We had warnings, errors, and disables counted in each contract. So this is kind of like a view of the breakdown by lint rule where we show you the file name, if you click in this file name, it will bring you to the GitHub page. Just that easy to find out what your lint failures are for your team and where is it. That way you understand how much you're committing to when you're trying to fix something. We use a tool called Checkup, which is essentially like a note runner, where every night it would run these tasks. They come with some built-in tasks for JavaScript, ESLint, where we can run a plugin and it will run ESLint in your entire codebase and then give you a structured format. This is an example run of Checkup. It'll give you a Sarah file, which is a structured format. This is an example of the Sarah file, which we parsed in our tool to show you that nice diagram. Oh, yeah, and then we updated our tooling to the company standard of UIs. I believe this is DocuSource, just so it's easier to visualize. And every week we give each team a red, green, or yellow scorecard. Green if you've decreased your link failures or if you're at zero. Yellow if there's no decrease or increase and red if it's an increase in link failures. This is very important because what we've seen is a lot of people regress, not due to their fault or any particular kind of nefarious means, but just stuff happens and it's easy for us to see these regressions and try to fix it right away. This is like an example of a scorecard we would send out, it's a manual email, we shout out two to three engineers per email, try to really give them recognition. When they fix some lint failures, but really the kind of learning that we've found was that getting to zero was very, very hard. This is kind of like the graph that we had, through the journey, where you can see the last mile was very, very hard to get to, it took almost half the time to just finish the last couple hundred. But sustainability matters, right, that last mile really matters. This is an example of kind of like a file with lots of lint failures. It's not really nice to work on this file, right, compared to like a file without lint failures. It's much easier to understand a file, there's no hidden kind of like work for you to do. Everything is clear and cut up.
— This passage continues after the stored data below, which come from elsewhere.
use crate::error::Error;
use crate::header::{Channels, Colorspace, Header};

/// Resource limits applied to a parsed header before any pixel is decoded.
///
/// All fields default to `None` (no limit).
#[derive(Clone, Copy, Debug, Default, Eq, PartialEq)]
pub struct Limits {
  pub max_width: Option<u64>,
  pub max_height: Option<u64>,
  /// Maximum pixel count (width * height).
  pub max_pixels: Option<u64>,
}

impl Limits {
  /// Check the header's dimensions against the limits.
  pub fn check(&self, header: &Header) -> Result<(), Error> {
    if let Some(max_w) = self.max_width {
      if u64::from(header.width) > max_w {
        return Err(Error::LimitExceeded(format!(
          "width {} exceeds limit {max_w}",
          header.width
        )));
      }
    }

    if let Some(max_h) = self.max_height {
      if u64::from(header.height) > max_h {
        return Err(Error::LimitExceeded(format!(
          "height {} exceeds limit {max_h}",
          header.height
        )));
      }
    }

    if let Some(max_px) = self.max_pixels {
      let pixels = header.num_pixels();

      if pixels > max_px {
        return Err(Error::LimitExceeded(format!(
          "pixel count {pixels} exceeds limit {max_px}"
        )));
      }
    }

    Ok(())
  }
}

/// Options for [`Decoder`](crate::Decoder).
#[derive(Clone, Copy, Debug, Default, Eq, PartialEq)]
pub struct DecodeOptions {
  /// Require the 8 byte end of stream marker after the last pixel.
  pub enforce_end_marker: bool,
  pub limits: Limits,
}

impl DecodeOptions {
  pub fn with_end_marker(mut self, enforce: bool) -> Self {
    self.enforce_end_marker = enforce;
    self
  }

  pub fn with_limits(mut self, limits: Limits) -> Self {
    self.limits = limits;
    self
  }
}

/// Options for [`Encoder`](crate::Encoder).
#[derive(Clone, Copy, Debug, Eq, PartialEq)]
pub struct EncodeOptions {
  /// Written to the header as-is.
  pub channels: Channels,
  /// Written to the header as-is.
  pub colorspace: Colorspace,
  /// Emit 4 byte `Rgb` blocks for full color pixels whose alpha is unchanged.
  /// When disabled every full color pixel is written as a 5 byte `Rgba`
  /// block.
  pub rgb_blocks: bool,
}

impl Default for EncodeOptions {
  fn default() -> Self {
    Self {
      channels: Channels::Rgba,
      colorspace: Colorspace::Srgb,
      rgb_blocks: true,
    }
  }
}

impl EncodeOptions {
  pub fn with_channels(mut self, channels: Channels) -> Self {
    self.channels = channels;
    self
  }

  pub fn with_colorspace(mut self, colorspace: Colorspace) -> Self {
    self.colorspace = colorspace;
    self
  }

  pub fn with_rgb_blocks(mut self, rgb_blocks: bool) -> Self {
    self.rgb_blocks = rgb_blocks;
    self
  }

  /// Builds the header for an image of the given dimensions.
  pub fn header(&self, width: u32, height: u32) -> Header {
    Header::new(width, height, self.channels, self.colorspace)
  }
}
use crate::pixel::Pixel;

/// Number of slots in the color cache.
pub const QOI_CACHE_LEN: usize = 64;

/// The rolling prediction state shared by the encoder and the decoder. One
/// instance lives for exactly one encode or decode pass.
#[derive(Clone, Debug)]
pub struct State {
  // A cache of previously seen pixels, indexed by `Pixel::qoi_hash`.
  cache: [Pixel; QOI_CACHE_LEN],
  // The previously decoded/encoded pixel.
  prev_pixel: Pixel,
}

impl Default for State {
  fn default() -> Self {
    Self::new()
  }
}

impl State {
  pub fn new() -> Self {
    Self {
      cache: [Pixel::TRANSPARENT; QOI_CACHE_LEN],
      prev_pixel: Pixel::default(),
    }
  }

  /// The most recently produced or consumed pixel.
  pub fn prev_pixel(&self) -> Pixel {
    self.prev_pixel
  }

  /// Returns the cached pixel at `index` verbatim.
  ///
  /// Indices come from a validated `Index` block, so `index` is always below
  /// 64.
  pub fn lookup(&self, index: u8) -> Pixel {
    self.cache[index as usize % QOI_CACHE_LEN]
  }

  /// Checks if the given pixel matches the cached pixel at its hash slot and
  /// returns the slot. If there is no match the given pixel is inserted,
  /// overwriting whatever was cached there, and `None` is returned.
  pub fn observe(&mut self, pixel: Pixel) -> Option<u8> {
    let index = pixel.qoi_hash();

    if self.cache[index] == pixel {
      return Some(index as u8);
    }

    self.cache[index] = pixel;

    None
  }

  /// Records `pixel` as the previous pixel. Returns `true`, leaving the state
  /// untouched, when it already was.
  pub fn advance(&mut self, pixel: Pixel) -> bool {
    if pixel == self.prev_pixel {
      return true;
    }

    self.prev_pixel = pixel;

    false
  }
}
use std::io;
use std::iter::FusedIterator;

use log::debug;

use crate::block::{self, Block};
use crate::error::Error;
use crate::header::{Channels, Header, QOI_BYTES_END};
use crate::options::DecodeOptions;
use crate::pixel::Pixel;
use crate::state::State;

// Upper bound on how many pixels `decode_with` reserves up front, so a header
// claiming a huge image can't force a huge allocation before any block has
// been read.
const PREALLOC_PIXELS: usize = 1 << 20;

/// A streaming QOI decoder.
///
/// The header is parsed when the decoder is created. Pixels are then produced
/// one at a time, in stream order, by iterating over the decoder. Iteration
/// ends after `width * height` pixels, or after the first error.
///
/// The decoder reads one byte at a time, so it's recommended to provide a
/// buffered IO implementation such as `std::io::BufReader` when reading from
/// a file or socket.
pub struct Decoder<R> {
  bytes: io::Bytes<R>,
  header: Header,
  state: State,
  // Pixels the header declares that no block has produced yet.
  remaining: u64,
  // Repeats of the previous pixel still owed by the last `Block::Run`.
  pending: u8,
  enforce_end_marker: bool,
  done: bool,
}

impl<R: io::Read> Decoder<R> {
  /// Creates a decoder with default options: no limits, and the end of stream
  /// marker is not checked.
  pub fn new(reader: R) -> Result<Self, Error> {
    Self::with_options(reader, DecodeOptions::default())
  }

  pub fn with_options(mut reader: R, options: DecodeOptions) -> Result<Self, Error> {
    let header = Header::read_from(&mut reader)?;
    options.limits.check(&header)?;

    debug!(
      "decoding {}x{} image ({:?}, {:?})",
      header.width, header.height, header.channels, header.colorspace
    );

    Ok(Self {
      bytes: reader.bytes(),
      header,
      state: State::new(),
      remaining: header.num_pixels(),
      pending: 0,
      enforce_end_marker: options.enforce_end_marker,
      done: false,
    })
  }

  pub fn header(&self) -> &Header {
    &self.header
  }

  /// Number of pixels left to yield.
  pub fn pixels_left(&self) -> u64 {
    self.remaining + u64::from(self.pending)
  }

  fn next_pixel(&mut self) -> Result<Option<Pixel>, Error> {
    if self.pending > 0 {
      self.pending -= 1;
      return Ok(Some(self.state.prev_pixel()));
    }

    if self.remaining == 0 {
      if self.enforce_end_marker {
        self.check_end_marker()?;
      }

      debug!("decoded {} pixels", self.header.num_pixels());
      return Ok(None);
    }

    let block = Block::read_from(&mut self.bytes)?;
    let (pixel, count) = block.expand(&mut self.state);
    let produced = u64::from(count);

    if produced > self.remaining {
      return Err(Error::PixelOverflow { remaining: self.remaining, produced });
    }

    self.remaining -= produced;
    self.pending = count - 1;

    Ok(Some(pixel))
  }

  fn check_end_marker(&mut self) -> Result<(), Error> {
    let mut marker = [0; QOI_BYTES_END.len()];

    for byte in marker.iter_mut() {
      *byte = block::next_byte(&mut self.bytes)?;
    }

    if marker != QOI_BYTES_END {
      return Err(Error::InvalidEndMarker(marker));
    }

    Ok(())
  }
}

impl<R: io::Read> Iterator for Decoder<R> {
  type Item = Result<Pixel, Error>;

  fn next(&mut self) -> Option<Self::Item> {
    if self.done {
      return None;
    }

    match self.next_pixel() {
      Ok(Some(pixel)) => Some(Ok(pixel)),
      Ok(None) => {
        self.done = true;
        None
      }
      Err(e) => {
        self.done = true;
        Some(Err(e))
      }
    }
  }
}

impl<R: io::Read> FusedIterator for Decoder<R> {}

/// Decodes a complete QOI image into its header and pixels, optionally
/// requiring the end of stream marker after the last pixel.
pub fn decode<R: io::Read>(reader: R, enforce_end_marker: bool) -> Result<(Header, Vec<Pixel>), Error> {
  decode_with(reader, DecodeOptions::default().with_end_marker(enforce_end_marker))
}

/// Decodes a complete QOI image with the given options.
pub fn decode_with<R: io::Read>(reader: R, options: DecodeOptions) -> Result<(Header, Vec<Pixel>), Error> {
  let decoder = Decoder::with_options(reader, options)?;
  let header = *decoder.header();
  let capacity = usize::try_from(header.num_pixels()).unwrap_or(usize::MAX);
  let mut pixels = Vec::with_capacity(capacity.min(PREALLOC_PIXELS));

  for pixel in decoder {
    pixels.push(pixel?);
  }

  Ok((header, pixels))
}

/// Decodes a QOI encoded image. The decoded pixel data is written to the
/// provided `writer` as interleaved RGB or RGBA bytes, according to the
/// image's channels, and upon success the image's `Header` is returned.
///
/// This function supports reading and writing to in-memory structures or IO
/// streams by accepting a generic trait bound of `std::io::Read` for the
/// encoded image source, and `std::io::Write` for the decoded pixel data
/// destination.
///
/// Note that this function performs frequent reads and writes, so it's
/// recommended to provide a buffered IO implementation such as
/// `std::io::BufReader` and `std::io::BufWriter` for streaming applications.
pub fn decode_image<R: io::Read, W: io::Write>(reader: R, mut writer: W) -> Result<Header, Error> {
  let decoder = Decoder::new(reader)?;
  let header = *decoder.header();

  for pixel in decoder {
    let pixel = pixel?;

    match header.channels {
      Channels::Rgb => {
        writer.write_all(&[pixel.r, pixel.g, pixel.b])?;
      }
      Channels::Rgba => {
        writer.write_all(&[pixel.r, pixel.g, pixel.b, pixel.a])?;
      }
    }
  }

  writer.flush()?;

  Ok(header)
}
And so what we learned, focusing in the individual really helped, giving personal shout outs, and really trying to keep the reductions minimal. We kind of cleaned up over like 6,000 lint failures, took a little over a year and kind of contributed to the whole community. We had 55 unique contributors to this effort. At the end of it in our kind of like quarterly surveys, we've seen an increase of 30% in how people perceive their code quality after this initiative. And we still kind of added new lint rules while we were running this initiative with over 80 lint rules added to our config, with over again like 45 contributors adding these lint changes. And that's it.